==== Extracted entries
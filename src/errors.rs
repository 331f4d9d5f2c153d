//! Typed error hierarchy for the maestro orchestrator.
//!
//! Three top-level enums cover the three subsystems:
//! - `PlanError` — plan parsing failures (fatal, nothing is committed)
//! - `GraphError` — dependency graph validation failures (fatal, blocks scheduling)
//! - `StoreError` — status store and lifecycle failures (transition errors abort
//!   only the single requested mutation)

use thiserror::Error;

use crate::lifecycle::PhaseStatus;

/// Errors from parsing a plan document.
#[derive(Debug, Error)]
pub enum PlanError {
    #[error("Phase {id} is malformed: missing or empty {section} section")]
    MalformedPhase { id: String, section: &'static str },

    #[error("Duplicate phase id: {id}")]
    DuplicatePhaseId { id: String },

    #[error("No phase blocks found in plan document")]
    EmptyPlan,
}

/// Errors from building or validating the dependency graph.
#[derive(Debug, Error)]
pub enum GraphError {
    #[error("Phase {phase} depends on unknown phase {dependency}")]
    UnknownDependency { phase: String, dependency: String },

    #[error("Cycle detected in phase dependencies: {}", members.join(" -> "))]
    Cycle { members: Vec<String> },
}

/// Errors from the status store and the lifecycle state machine.
#[derive(Debug, Error)]
pub enum StoreError {
    #[error("Plan drift: completed phase {id} is absent from the re-parsed plan")]
    PlanDrift { id: String },

    #[error("Invalid transition for phase {id}: {from} -> {to}")]
    InvalidTransition {
        id: String,
        from: PhaseStatus,
        to: PhaseStatus,
    },

    #[error("Phase {id} cannot be dispatched, waiting on: {}", waiting_on.join(", "))]
    NotReady { id: String, waiting_on: Vec<String> },

    #[error("Phase {id} has exhausted its retry budget after {attempts} attempts")]
    RetriesExhausted { id: String, attempts: u32 },

    #[error("Phase {id} has only {attempts} attempts, escalation is not due")]
    EscalationNotDue { id: String, attempts: u32 },

    #[error("No phase with id {id} in the status store")]
    NotFound { id: String },

    #[error("No group labelled {group} in the status store")]
    UnknownGroup { group: String },

    #[error("Group {group} is not ready for integration, waiting on: {}", waiting_on.join(", "))]
    GroupNotReady {
        group: String,
        waiting_on: Vec<String>,
    },

    #[error("Status store at {path} is corrupt: {source}")]
    Corrupt {
        path: std::path::PathBuf,
        #[source]
        source: serde_json::Error,
    },

    #[error(transparent)]
    Io(#[from] std::io::Error),
}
========
Your answer should be the lines above from the one containing "pub enum GraphError" through the one containing "has exhausted its", copied exactly and with both ends kept.

pub enum GraphError {
    #[error("Phase {phase} depends on unknown phase {dependency}")]
    UnknownDependency { phase: String, dependency: String },

    #[error("Cycle detected in phase dependencies: {}", members.join(" -> "))]
    Cycle { members: Vec<String> },
}

/// Errors from the status store and the lifecycle state machine.
#[derive(Debug, Error)]
pub enum StoreError {
    #[error("Plan drift: completed phase {id} is absent from the re-parsed plan")]
    PlanDrift { id: String },

    #[error("Invalid transition for phase {id}: {from} -> {to}")]
    InvalidTransition {
        id: String,
        from: PhaseStatus,
        to: PhaseStatus,
    },

    #[error("Phase {id} cannot be dispatched, waiting on: {}", waiting_on.join(", "))]
    NotReady { id: String, waiting_on: Vec<String> },

    #[error("Phase {id} has exhausted its retry budget after {attempts} attempts")]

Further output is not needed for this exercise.